BRIEF: Among the entries below, count the lines holding the string "tokio". Respond with the number alone.

|---|

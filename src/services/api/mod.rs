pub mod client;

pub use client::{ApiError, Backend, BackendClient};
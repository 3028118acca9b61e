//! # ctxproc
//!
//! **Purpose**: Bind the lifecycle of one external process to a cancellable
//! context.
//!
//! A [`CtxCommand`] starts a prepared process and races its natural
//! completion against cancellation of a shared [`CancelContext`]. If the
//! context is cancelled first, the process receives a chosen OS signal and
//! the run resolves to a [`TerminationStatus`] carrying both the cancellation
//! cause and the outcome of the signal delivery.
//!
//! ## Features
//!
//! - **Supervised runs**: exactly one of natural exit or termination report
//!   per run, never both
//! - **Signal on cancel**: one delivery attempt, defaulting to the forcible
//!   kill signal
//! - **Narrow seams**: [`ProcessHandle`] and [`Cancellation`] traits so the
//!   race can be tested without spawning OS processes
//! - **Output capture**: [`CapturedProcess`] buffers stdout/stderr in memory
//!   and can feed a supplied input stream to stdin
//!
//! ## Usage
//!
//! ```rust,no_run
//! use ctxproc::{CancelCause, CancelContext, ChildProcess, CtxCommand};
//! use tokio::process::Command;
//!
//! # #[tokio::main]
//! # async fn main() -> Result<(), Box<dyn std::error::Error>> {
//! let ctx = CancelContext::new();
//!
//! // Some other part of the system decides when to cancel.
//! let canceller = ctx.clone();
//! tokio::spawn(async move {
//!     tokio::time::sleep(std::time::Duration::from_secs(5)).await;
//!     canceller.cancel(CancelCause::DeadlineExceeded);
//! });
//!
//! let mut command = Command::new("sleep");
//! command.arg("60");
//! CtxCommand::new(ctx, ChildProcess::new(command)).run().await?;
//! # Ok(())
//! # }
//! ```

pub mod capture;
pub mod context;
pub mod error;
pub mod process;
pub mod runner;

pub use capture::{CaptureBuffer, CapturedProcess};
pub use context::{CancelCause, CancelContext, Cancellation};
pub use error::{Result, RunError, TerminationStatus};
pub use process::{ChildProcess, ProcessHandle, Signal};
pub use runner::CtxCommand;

|---|

ANSWER TO THIS PROBLEM: 4